Abstract
Sediment volume at the trench and topographic highs on the incoming plate are two of the main factors controlling whether a forearc will undergo subduction erosion or accretion. On oceanic plates, topographic highs such as large seamount complexes are commonly associated with significant volumes of flanking volcaniclastic sediments in the form of >100-km-wide debris aprons, with the largest deposits found in flexural moat basins. We propose that subduction of these sediment accumulations promotes localized frontal accretion, even in otherwise non-accretionary margins. The Osa mélange in southwestern Costa Rica is a field example that provides new insights into the nature and occurrence of this interaction. The southwestern margin of Central America is punctuated by accreted Late Cretaceous–middle Eocene seamounts that formed at the Galápagos hotspot and accreted throughout the late Miocene. In contrast to most accreted seamounts along this margin, which retained their overall structure, the Osa mélange is a chaotic mixture of seamount lithologies. It consists of basalt, chert, and carbonate blocks in a fine-grained pelitic matrix composed predominantly of feldspar and pyroxene grains with rare quartz. This lithology is consistent with sediment from a seamount chain’s debris apron, such as the Hawaiian moat sampled during Ocean Drilling Program (ODP) Leg 136 and the Canary Islands moat sampled by ODP Leg 157. Subduction of seamounts and their debris aprons promotes concurrent accretion and erosion over short distances along the trench. This introduces heterogeneity into the subduction channel, with implications for deformation within the subduction zone plate interface.
INTRODUCTION
Subduction of bathymetric highs has traditionally been thought to be associated with tectonic erosion of the overriding forearc. Scars left on the forearc slope in the wake of subducting seamounts were the first convincing observations of material removal from the upper plate (Ranero and von Huene, 2000). However, seamount systems extend beyond the bathymetric high of the volcanic edifice to include broad sedimentary debris aprons, with the largest-volume deposits confined in flexural moat basins. Seamount flexural moats were first recognized by gravity measurements of the Hawaiian Islands (e.g., Vening Meinesz, 1941). These are several-hundred-kilometer-wide bathymetric depressions surrounding seamount chains (Fig. 1) that are caused by bending of the oceanic plate to flexurally compensate for the mass of the growing seamounts (e.g., Watts, 1994). Moat basins can accommodate the deposition of a thickness of up to 3 km of sediment from the adjacent seamounts through mass wasting of the igneous rocks and sedimentary cover (ten Brink and Watts, 1985). Even when a flexural moat is not obvious, major islands are typically surrounded by sedimentary debris aprons with up to 520-m-thick deposits extending >100 km away from the island (e.g., de Voogd et al., 1999). The subduction of a seamount chain’s debris apron and/or moat sediments (hereafter referred to as “moat”) offers a hitherto unconsidered opportunity for accretion of oceanic sediments at an otherwise “erosive” subduction margin. By this process, geologically significant volumes of volcaniclastic marine sediment may be transferred from the oceanic to the overriding plate.
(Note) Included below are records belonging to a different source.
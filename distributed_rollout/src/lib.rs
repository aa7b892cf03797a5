//! # Distributed Rollout: coordinated experience collection
//!
//! A coordinator broadcasts rollout instructions to a group of peers, filters
//! their results by `(rollout_index, segment_index)`, stops at a quorum and
//! streams each accepted batch to the caller, who writes it into a
//! fixed-schema [`ExperienceStore`].
//!
//! ## Architecture Overview
//!
//! ```text
//! ┌─────────────────────────────────────────────────────────────────────┐
//! │  Thread 1          Thread 2          Thread N                       │
//! │  ┌────────┐        ┌────────┐        ┌────────┐                     │
//! │  │actor.0 │        │actor.1 │        │actor.N │   RolloutActor      │
//! │  └───┬────┘        └───┬────┘        └───┬────┘                     │
//! │      ▲ RolloutResult   │                 │                          │
//! │      │                 │                 │                          │
//! │      └──── Transport (broadcast / receive) ──┘                      │
//! │                        │                                            │
//! │              ┌─────────▼─────────┐                                  │
//! │              │RolloutCoordinator │  filter + quorum + metrics       │
//! │              └─────────┬─────────┘                                  │
//! │                        │ AcceptedBatch (streamed)                   │
//! │              ┌─────────▼─────────┐                                  │
//! │              │  ExperienceStore  │  rolling / random overwrite      │
//! │              └───────────────────┘                                  │
//! └─────────────────────────────────────────────────────────────────────┘
//! ```
//!
//! ## Usage
//!
//! ```rust,ignore
//! use distributed_rollout::{
//!     ChannelTransportBuilder, CollectRequest, CoordinatorConfig, ExperienceStore,
//!     OverwritePolicy, RolloutCoordinator,
//! };
//!
//! let (transport, endpoints) = ChannelTransportBuilder::new("learner")
//!     .with_group("actor", 4)
//!     .build();
//! // hand `endpoints` to RolloutActors ...
//!
//! let mut coordinator = RolloutCoordinator::new(CoordinatorConfig::new("cartpole", 4), transport)?;
//! let mut store = ExperienceStore::bounded(["S", "A", "R"], 10_000, OverwritePolicy::Rolling)?;
//!
//! for batch in coordinator.collect(CollectRequest::new(0, 0, 128))? {
//!     store.put(batch?.experiences, None)?;
//! }
//! coordinator.exit();
//! ```

pub mod actors;
pub mod coordinator;
pub mod messages;
pub mod metrics;
pub mod store;
pub mod transport;

pub use actors::{aggregate_stats, ActorConfig, ActorHandle, ActorPool, RolloutActor, RolloutOutcome};
pub use coordinator::{
    AcceptedBatch, Collect, CollectRequest, ConfigError, CoordinatorConfig, CoordinatorError,
    RolloutCoordinator, DEFAULT_PEER_ROLE,
};
pub use messages::{
    ActorStats, Envelope, MsgTag, ParamMap, PeerCommand, PeerId, RolloutInstruction,
    RolloutResult, SessionKind,
};
pub use metrics::CollectionMetrics;
pub use store::{
    shared_store, Batch, Capacity, Column, Columns, ExperienceStore, OverwritePolicy, Record,
    SharedExperienceStore, StoreConfig, StoreError,
};
pub use transport::{ChannelTransport, ChannelTransportBuilder, PeerEndpoint, Transport, TransportError};
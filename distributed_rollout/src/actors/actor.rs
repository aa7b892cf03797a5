//! Peer-side rollout actor.
//!
//! An actor owns one [`PeerEndpoint`] and answers every `Rollout` command with
//! exactly one [`RolloutResult`] echoing the instruction's indices. It stops on
//! `Exit` or when the coordinator side of the channel is dropped.

use crate::messages::{ActorStats, ParamMap, PeerCommand, PeerId, RolloutInstruction, RolloutResult};
use crate::transport::PeerEndpoint;
use crossbeam_channel::Receiver;
use std::thread::JoinHandle;

/// What a rollout function produced for one instruction.
#[derive(Debug, Clone, PartialEq)]
pub struct RolloutOutcome<E> {
    /// Experience batch to send back
    pub experiences: E,
    /// Number of experiences in the batch
    pub num_experiences: usize,
    /// Environment steps actually taken
    pub num_steps: usize,
    /// Whether the episode ended during this segment
    pub env_end: bool,
    /// Episode reward, when the episode ended
    pub total_reward: Option<f64>,
    /// Environment metrics; only sent if the instruction asked for them
    pub env_metrics: Option<ParamMap>,
}

impl<E> RolloutOutcome<E> {
    /// Outcome of a segment that did not end the episode.
    pub fn new(experiences: E, num_experiences: usize, num_steps: usize) -> Self {
        Self {
            experiences,
            num_experiences,
            num_steps,
            env_end: false,
            total_reward: None,
            env_metrics: None,
        }
    }

    /// Mark the episode as finished with its total reward.
    pub fn with_env_end(mut self, total_reward: f64) -> Self {
        self.env_end = true;
        self.total_reward = Some(total_reward);
        self
    }

    /// Attach environment metrics.
    pub fn with_env_metrics(mut self, metrics: ParamMap) -> Self {
        self.env_metrics = Some(metrics);
        self
    }

    fn into_result<M>(self, instruction: &RolloutInstruction<M>) -> RolloutResult<E> {
        RolloutResult {
            rollout_index: instruction.rollout_index,
            segment_index: instruction.segment_index,
            num_experiences: self.num_experiences,
            num_steps: self.num_steps,
            env_end: self.env_end,
            total_reward: self.total_reward,
            experiences: self.experiences,
            env_metrics: if instruction.return_env_metrics {
                self.env_metrics
            } else {
                None
            },
        }
    }
}

/// Actor configuration.
#[derive(Debug, Clone)]
pub struct ActorConfig {
    /// Rollouts between stats reports (0 = report only on shutdown)
    pub stats_interval: usize,
    /// Stats reports buffered before new ones are dropped
    pub stats_capacity: usize,
}

impl Default for ActorConfig {
    fn default() -> Self {
        Self {
            stats_interval: 10,
            stats_capacity: 100,
        }
    }
}

impl ActorConfig {
    /// Set the stats report interval.
    pub fn with_stats_interval(mut self, interval: usize) -> Self {
        self.stats_interval = interval;
        self
    }

    /// Set the stats channel capacity.
    pub fn with_stats_capacity(mut self, capacity: usize) -> Self {
        self.stats_capacity = capacity;
        self
    }
}

/// Handle to a spawned actor thread.
pub struct ActorHandle {
    /// Peer the actor serves
    pub peer: PeerId,
    /// Thread handle
    pub thread: JoinHandle<()>,
    /// Channel to receive stats from actor
    pub stats_rx: Receiver<ActorStats>,
}

impl ActorHandle {
    /// Get the oldest unread stats report (non-blocking).
    pub fn get_stats(&self) -> Option<ActorStats> {
        self.stats_rx.try_recv().ok()
    }

    /// Whether the actor thread has exited.
    pub fn is_finished(&self) -> bool {
        self.thread.is_finished()
    }

    /// Wait for the actor thread to finish and return its last stats report.
    pub fn join(self) -> std::thread::Result<Option<ActorStats>> {
        self.thread.join()?;
        Ok(self.stats_rx.try_iter().last())
    }
}

/// Rollout actor that serves one peer endpoint.
pub struct RolloutActor {
    config: ActorConfig,
}

impl RolloutActor {
    /// Create a new actor with given configuration.
    pub fn new(config: ActorConfig) -> Self {
        Self { config }
    }

    /// Spawn the actor thread.
    ///
    /// `rollout_fn` is called once per `Rollout` command, on the actor thread.
    pub fn spawn<M, E, F>(
        self,
        endpoint: PeerEndpoint<M, E>,
        mut rollout_fn: F,
    ) -> std::io::Result<ActorHandle>
    where
        M: Send + 'static,
        E: Send + 'static,
        F: FnMut(&RolloutInstruction<M>) -> RolloutOutcome<E> + Send + 'static,
    {
        let config = self.config;
        let peer = endpoint.id().clone();
        let (stats_tx, stats_rx) = crossbeam_channel::bounded(config.stats_capacity.max(1));

        let thread = std::thread::Builder::new()
            .name(format!("Rollout-Actor-{}", peer))
            .spawn(move || {
                let mut stats = ActorStats::new(endpoint.id().clone());

                loop {
                    let command = match endpoint.recv() {
                        Ok(envelope) => envelope.into_body(),
                        Err(_) => {
                            log::debug!("Actor {}: coordinator gone, stopping", endpoint.id());
                            break;
                        }
                    };

                    let instruction = match command {
                        PeerCommand::Rollout(instruction) => instruction,
                        PeerCommand::Exit => {
                            log::debug!("Actor {}: exit received", endpoint.id());
                            break;
                        }
                    };

                    let outcome = rollout_fn(&instruction);
                    stats.record_rollout(outcome.num_steps, outcome.num_experiences);
                    if outcome.env_end {
                        if let Some(reward) = outcome.total_reward {
                            stats.record_episode(reward);
                        }
                    }

                    if let Err(e) = endpoint.send_result(outcome.into_result(&instruction)) {
                        log::warn!("Actor {}: failed to send result: {}", endpoint.id(), e);
                        break;
                    }

                    if config.stats_interval > 0 && stats.rollouts % config.stats_interval == 0 {
                        let _ = stats_tx.try_send(stats.clone());
                    }
                }

                log::info!(
                    "Actor {} stopped after {} rollouts, {} steps",
                    endpoint.id(),
                    stats.rollouts,
                    stats.steps
                );
                let _ = stats_tx.try_send(stats);
            })?;

        Ok(ActorHandle {
            peer,
            thread,
            stats_rx,
        })
    }
}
Our recent work in southwest Costa Rica (Fig. 2) suggests that the subduction of a seamount chain can lead to the formation of a local frontal accretionary prism composed of sediments and igneous blocks initially deposited in the moat. Additional forearc material can be incorporated as the moat enters the trench. Accretion is prompted and/or enhanced by the local oversupply of thick, weak moat sediments to the trench.
GEOLOGY OF THE OSA MÉLANGE
The Osa mélange constitutes up to 24.6 × 103 km3 of the Costa Rican forearc and contains 10−2–102-m-scale blocks of carbonate, chert, and basalt, with rare blocks of gabbro, serpentinite, and granodiorite. The isotope geochemical character of the basalt in the Osa mélange has been used to interpret a Galápagos ocean island basalt (OIB) geochemical affinity like that of the Osa Igneous Complex (Hauff et al., 2000; Vannucchi et al., 2006). Rare dacitic blocks, instead, have an ambiguous geochemical signature resembling that of the early stages of a volcanic arc (Buchs et al., 2009). The matrix consists of clay minerals (smectite and illite) and angular to subrounded grains of feldspar and clinopyroxene; quartz grain content varies from 0% to 5% ± 2%. This mélange exhibits notable variation of the matrix and block populations and their relative proportions; the matrix to block ratio is high throughout. The general structure is layered, with alternating packages containing high proportions of clastic debris intercalated with those dominated by pelagic sediment (Fig. 2). Clastic-dominated units contain meter- to hundred-meter-sized blocks of carbonate, chert, basalt, and gabbro with low aspect ratios, whereas pelagic-dominated units exhibit a tectonic block-in-matrix fabric consisting of high-aspect-ratio centimeter- to meter-sized blocks of chert and carbonate with a strongly developed lenticular fabric (see the GSA Data Repository1; Fig. 2).
The Osa mélange experienced significant deformation during and subsequent to accretion, which overprinted any preexisting sedimentary structures. Thrust faults are present within the mélange (Fig. 2). Mapped thrusts are separated by ∼5–10 km, but poor exposure limits our ability to detect all of them. The chaotic nature of the mélange prevents us from estimating their offsets (Vannucchi et al., 2006). However, it appears that most deformation is accommodated by distributed shear within the matrix, which appears as a pervasively well-developed lenticular fabric with abundant anastomosing shear bands. Clastic-dominated units feature a chaotic fabric with discrete bands displaying moderate foliation, while pelitic layers are strongly foliated and feature high-aspect-ratio chert blocks formed by tectonic dismemberment of bedding. Basalt and gabbro olistoliths are densely fractured and feature pervasive matrix injection at their margins (see Fig. 2F), resulting in their dismemberment. The Osa mélange lacks pervasive recrystallization or greenschist facies minerals and contains abundant veins with calcite showing twinning types indicating the maximum experienced temperature was ∼200–250 °C (Burkhard, 1993; Meschede et al., 1999).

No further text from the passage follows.